(INFORMATION SHOWN Opens)

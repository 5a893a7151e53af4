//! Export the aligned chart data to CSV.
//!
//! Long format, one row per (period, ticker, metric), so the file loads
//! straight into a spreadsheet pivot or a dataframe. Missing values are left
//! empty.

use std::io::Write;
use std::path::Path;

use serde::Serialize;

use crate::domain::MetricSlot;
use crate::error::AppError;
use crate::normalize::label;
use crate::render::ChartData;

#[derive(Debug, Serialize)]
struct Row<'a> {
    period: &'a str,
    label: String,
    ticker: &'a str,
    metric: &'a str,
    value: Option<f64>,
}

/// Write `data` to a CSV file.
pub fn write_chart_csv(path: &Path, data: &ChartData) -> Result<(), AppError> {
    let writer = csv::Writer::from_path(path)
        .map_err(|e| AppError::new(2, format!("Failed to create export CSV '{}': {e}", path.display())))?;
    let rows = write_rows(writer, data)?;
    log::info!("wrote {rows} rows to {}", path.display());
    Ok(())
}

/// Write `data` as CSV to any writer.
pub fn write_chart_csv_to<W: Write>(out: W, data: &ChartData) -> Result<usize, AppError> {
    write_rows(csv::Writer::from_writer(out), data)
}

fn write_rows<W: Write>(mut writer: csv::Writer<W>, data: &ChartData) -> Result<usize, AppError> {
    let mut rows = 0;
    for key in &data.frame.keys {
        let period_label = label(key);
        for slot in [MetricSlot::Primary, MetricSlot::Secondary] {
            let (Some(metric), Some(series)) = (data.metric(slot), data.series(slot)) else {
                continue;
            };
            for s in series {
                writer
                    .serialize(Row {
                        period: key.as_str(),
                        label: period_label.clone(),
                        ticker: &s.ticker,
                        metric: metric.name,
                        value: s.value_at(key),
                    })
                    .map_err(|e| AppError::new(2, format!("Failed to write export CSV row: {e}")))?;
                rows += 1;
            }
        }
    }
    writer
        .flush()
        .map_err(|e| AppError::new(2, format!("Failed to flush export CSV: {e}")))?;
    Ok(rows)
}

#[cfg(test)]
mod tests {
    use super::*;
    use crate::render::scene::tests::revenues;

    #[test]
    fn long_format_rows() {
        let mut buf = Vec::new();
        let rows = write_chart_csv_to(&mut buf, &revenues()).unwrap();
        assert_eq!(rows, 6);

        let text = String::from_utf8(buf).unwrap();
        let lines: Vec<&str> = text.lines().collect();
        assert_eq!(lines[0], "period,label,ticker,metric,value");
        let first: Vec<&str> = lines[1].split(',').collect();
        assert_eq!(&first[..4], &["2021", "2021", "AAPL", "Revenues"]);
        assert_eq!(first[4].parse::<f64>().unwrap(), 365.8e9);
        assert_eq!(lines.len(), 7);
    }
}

(INFORMATION SHOWN Closes)
(INFORMATION SHOWN Opens)

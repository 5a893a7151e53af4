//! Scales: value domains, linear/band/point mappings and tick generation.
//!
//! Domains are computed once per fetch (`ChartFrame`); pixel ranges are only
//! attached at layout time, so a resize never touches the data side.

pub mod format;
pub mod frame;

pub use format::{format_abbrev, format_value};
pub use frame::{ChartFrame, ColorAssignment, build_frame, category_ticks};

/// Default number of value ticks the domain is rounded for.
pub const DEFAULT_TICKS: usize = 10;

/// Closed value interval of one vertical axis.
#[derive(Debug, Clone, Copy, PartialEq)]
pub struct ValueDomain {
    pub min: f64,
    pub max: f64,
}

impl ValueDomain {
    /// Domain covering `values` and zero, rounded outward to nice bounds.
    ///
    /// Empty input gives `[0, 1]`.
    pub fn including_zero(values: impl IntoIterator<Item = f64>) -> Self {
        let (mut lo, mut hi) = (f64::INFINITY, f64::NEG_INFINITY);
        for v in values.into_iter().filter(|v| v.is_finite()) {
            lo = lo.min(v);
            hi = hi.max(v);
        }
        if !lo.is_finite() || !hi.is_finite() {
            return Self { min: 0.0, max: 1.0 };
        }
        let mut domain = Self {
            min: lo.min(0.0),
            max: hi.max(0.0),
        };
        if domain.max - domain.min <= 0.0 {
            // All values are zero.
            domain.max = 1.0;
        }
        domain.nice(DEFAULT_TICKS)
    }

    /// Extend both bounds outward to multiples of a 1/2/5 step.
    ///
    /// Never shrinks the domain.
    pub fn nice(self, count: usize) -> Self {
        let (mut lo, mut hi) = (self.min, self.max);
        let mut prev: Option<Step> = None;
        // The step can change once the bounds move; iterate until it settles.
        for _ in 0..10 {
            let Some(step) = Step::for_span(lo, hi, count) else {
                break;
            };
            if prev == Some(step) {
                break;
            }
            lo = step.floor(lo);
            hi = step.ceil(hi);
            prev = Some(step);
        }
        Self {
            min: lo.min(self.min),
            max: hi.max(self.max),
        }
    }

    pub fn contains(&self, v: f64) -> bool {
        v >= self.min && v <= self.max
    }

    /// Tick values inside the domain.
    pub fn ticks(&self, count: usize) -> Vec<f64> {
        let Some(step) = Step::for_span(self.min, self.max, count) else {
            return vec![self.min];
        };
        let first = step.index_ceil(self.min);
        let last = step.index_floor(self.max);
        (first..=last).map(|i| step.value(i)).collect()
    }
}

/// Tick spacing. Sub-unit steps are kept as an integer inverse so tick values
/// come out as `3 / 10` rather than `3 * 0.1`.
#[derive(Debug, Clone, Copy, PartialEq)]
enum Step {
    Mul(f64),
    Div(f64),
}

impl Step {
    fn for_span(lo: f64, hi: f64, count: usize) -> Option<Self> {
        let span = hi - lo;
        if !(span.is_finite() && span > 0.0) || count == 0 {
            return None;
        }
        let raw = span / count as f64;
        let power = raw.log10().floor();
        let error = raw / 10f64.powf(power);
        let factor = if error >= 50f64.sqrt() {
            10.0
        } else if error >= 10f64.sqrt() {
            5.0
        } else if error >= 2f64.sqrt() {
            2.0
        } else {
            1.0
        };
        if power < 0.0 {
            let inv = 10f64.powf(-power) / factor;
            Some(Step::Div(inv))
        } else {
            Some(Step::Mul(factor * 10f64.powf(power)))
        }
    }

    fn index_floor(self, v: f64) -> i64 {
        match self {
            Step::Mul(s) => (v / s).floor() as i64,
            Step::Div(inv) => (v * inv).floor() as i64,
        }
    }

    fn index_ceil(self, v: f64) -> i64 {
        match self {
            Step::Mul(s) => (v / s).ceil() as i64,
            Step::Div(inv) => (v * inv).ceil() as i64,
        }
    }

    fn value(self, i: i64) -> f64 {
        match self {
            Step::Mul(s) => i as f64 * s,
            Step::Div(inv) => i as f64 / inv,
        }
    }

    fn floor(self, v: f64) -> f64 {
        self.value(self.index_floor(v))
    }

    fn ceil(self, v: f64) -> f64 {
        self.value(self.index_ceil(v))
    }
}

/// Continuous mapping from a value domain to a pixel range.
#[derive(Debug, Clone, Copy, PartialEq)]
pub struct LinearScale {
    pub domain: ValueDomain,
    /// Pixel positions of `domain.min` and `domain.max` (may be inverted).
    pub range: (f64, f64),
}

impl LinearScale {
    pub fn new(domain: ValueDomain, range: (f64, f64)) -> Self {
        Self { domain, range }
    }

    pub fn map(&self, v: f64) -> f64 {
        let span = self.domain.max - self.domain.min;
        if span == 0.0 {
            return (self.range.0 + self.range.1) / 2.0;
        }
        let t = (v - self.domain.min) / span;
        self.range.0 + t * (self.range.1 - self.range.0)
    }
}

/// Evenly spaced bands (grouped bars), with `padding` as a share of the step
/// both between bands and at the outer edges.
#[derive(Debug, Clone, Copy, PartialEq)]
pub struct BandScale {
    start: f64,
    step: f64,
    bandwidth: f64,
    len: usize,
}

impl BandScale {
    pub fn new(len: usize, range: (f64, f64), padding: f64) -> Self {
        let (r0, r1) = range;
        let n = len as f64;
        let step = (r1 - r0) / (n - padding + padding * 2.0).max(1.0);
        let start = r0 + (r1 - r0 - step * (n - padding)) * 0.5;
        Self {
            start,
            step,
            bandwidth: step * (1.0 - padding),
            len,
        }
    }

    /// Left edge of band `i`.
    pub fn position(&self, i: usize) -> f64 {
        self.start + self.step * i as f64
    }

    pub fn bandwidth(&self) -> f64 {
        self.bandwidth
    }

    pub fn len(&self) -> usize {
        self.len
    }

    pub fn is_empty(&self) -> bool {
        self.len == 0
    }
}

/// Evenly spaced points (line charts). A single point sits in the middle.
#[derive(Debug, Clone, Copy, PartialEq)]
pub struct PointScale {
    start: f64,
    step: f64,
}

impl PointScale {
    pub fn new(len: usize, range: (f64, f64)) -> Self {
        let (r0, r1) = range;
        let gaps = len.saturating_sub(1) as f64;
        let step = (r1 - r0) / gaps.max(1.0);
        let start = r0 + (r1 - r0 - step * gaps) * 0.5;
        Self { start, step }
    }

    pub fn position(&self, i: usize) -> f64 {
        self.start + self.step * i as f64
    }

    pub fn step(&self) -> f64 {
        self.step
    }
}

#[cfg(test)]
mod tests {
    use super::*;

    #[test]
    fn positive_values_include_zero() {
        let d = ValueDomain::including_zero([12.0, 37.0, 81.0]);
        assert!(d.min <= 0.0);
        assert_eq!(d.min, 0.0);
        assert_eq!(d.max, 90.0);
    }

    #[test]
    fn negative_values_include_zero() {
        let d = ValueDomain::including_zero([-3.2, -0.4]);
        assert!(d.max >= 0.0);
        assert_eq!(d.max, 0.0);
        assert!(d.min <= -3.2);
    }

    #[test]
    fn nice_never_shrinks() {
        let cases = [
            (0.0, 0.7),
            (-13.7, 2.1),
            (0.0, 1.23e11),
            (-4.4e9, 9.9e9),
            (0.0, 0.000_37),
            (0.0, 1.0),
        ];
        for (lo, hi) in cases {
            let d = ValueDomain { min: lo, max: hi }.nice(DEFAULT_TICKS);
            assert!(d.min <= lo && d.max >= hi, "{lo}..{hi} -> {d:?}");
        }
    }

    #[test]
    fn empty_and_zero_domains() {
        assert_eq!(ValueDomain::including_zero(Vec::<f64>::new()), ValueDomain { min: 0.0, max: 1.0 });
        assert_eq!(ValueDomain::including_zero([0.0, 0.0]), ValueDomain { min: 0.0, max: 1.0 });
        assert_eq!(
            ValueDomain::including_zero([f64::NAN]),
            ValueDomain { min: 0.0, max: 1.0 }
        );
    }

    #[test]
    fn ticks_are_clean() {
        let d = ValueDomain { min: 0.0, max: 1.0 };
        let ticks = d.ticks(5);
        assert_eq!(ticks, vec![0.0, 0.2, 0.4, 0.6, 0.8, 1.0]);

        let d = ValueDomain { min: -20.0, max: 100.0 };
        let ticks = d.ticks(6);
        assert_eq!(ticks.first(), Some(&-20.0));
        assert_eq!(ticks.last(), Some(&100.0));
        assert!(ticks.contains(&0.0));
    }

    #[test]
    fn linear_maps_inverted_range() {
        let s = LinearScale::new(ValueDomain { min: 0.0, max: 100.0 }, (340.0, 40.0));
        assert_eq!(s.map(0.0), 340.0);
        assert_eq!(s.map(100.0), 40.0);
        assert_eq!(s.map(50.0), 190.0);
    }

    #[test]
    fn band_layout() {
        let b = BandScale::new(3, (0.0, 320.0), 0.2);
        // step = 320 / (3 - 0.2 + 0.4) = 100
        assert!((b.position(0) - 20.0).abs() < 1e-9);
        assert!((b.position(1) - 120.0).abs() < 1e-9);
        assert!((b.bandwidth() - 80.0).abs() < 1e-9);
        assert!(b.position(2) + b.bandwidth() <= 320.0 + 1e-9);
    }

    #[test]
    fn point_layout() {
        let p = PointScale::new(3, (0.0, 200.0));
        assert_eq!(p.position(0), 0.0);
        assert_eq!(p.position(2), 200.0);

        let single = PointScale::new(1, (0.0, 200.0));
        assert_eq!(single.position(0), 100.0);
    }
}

(INFORMATION SHOWN Closes)
(INFORMATION SHOWN Opens)

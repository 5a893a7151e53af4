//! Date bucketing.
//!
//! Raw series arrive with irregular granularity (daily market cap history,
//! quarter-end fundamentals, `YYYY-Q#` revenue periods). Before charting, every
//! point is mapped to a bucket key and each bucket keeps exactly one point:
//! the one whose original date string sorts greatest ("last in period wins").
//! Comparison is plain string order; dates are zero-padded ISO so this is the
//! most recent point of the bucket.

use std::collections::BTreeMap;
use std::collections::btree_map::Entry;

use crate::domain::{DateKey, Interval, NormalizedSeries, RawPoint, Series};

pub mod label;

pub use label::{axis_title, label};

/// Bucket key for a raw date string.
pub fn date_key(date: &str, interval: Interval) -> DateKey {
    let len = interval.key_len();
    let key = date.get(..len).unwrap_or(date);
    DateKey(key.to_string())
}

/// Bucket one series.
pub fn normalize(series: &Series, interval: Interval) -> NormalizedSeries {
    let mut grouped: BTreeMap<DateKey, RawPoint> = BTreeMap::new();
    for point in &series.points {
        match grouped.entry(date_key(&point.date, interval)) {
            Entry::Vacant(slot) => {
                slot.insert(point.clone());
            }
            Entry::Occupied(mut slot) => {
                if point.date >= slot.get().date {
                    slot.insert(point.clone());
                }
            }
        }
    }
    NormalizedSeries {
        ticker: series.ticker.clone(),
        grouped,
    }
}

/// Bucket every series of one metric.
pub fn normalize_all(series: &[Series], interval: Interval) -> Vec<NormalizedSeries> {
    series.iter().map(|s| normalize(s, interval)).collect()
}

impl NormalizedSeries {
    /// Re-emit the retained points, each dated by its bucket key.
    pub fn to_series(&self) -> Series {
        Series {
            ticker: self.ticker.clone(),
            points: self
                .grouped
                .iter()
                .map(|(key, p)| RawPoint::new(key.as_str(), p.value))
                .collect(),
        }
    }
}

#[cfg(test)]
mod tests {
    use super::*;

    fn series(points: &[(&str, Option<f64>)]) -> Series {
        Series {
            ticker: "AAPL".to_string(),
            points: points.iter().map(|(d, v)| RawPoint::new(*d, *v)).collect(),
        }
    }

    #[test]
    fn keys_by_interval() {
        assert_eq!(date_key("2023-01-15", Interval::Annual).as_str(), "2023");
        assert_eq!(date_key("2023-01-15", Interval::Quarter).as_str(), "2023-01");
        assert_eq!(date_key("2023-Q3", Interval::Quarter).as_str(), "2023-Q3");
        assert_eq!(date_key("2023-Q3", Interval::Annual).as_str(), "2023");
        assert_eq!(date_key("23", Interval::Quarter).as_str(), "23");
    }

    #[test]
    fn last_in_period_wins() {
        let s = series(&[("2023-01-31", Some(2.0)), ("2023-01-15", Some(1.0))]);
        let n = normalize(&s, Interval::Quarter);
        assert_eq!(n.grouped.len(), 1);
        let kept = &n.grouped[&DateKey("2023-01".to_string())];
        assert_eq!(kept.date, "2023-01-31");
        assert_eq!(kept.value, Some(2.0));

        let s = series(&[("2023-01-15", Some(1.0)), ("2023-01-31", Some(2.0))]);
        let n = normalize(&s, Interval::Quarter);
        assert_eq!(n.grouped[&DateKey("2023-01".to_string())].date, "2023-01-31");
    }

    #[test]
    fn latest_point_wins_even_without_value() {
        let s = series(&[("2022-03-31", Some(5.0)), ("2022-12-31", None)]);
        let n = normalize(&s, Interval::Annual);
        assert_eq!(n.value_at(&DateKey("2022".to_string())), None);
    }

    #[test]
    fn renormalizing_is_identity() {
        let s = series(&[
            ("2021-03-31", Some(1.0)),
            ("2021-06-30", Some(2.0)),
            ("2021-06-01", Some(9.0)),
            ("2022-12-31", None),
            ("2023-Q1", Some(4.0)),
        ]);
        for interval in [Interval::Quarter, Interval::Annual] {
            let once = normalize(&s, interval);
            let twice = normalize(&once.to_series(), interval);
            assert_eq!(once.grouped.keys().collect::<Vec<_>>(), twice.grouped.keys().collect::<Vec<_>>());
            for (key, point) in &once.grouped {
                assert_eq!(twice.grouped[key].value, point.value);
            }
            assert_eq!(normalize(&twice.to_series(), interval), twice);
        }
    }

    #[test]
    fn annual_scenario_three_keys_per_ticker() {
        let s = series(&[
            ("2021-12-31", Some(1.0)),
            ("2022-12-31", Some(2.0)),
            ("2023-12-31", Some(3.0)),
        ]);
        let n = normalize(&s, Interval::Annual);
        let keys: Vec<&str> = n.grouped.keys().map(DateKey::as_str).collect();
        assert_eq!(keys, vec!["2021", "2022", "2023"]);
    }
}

(INFORMATION SHOWN Closes)

→ **TASK REQUIREMENTS**: Would you please filter the lines above and copy every one that includes "label"?

→ **ANSWER SPACE**:
use crate::normalize::label;
    label: String,
        let period_label = label(key);
                        label: period_label.clone(),
        assert_eq!(lines[0], "period,label,ticker,metric,value");
pub mod label;
pub use label::{axis_title, label};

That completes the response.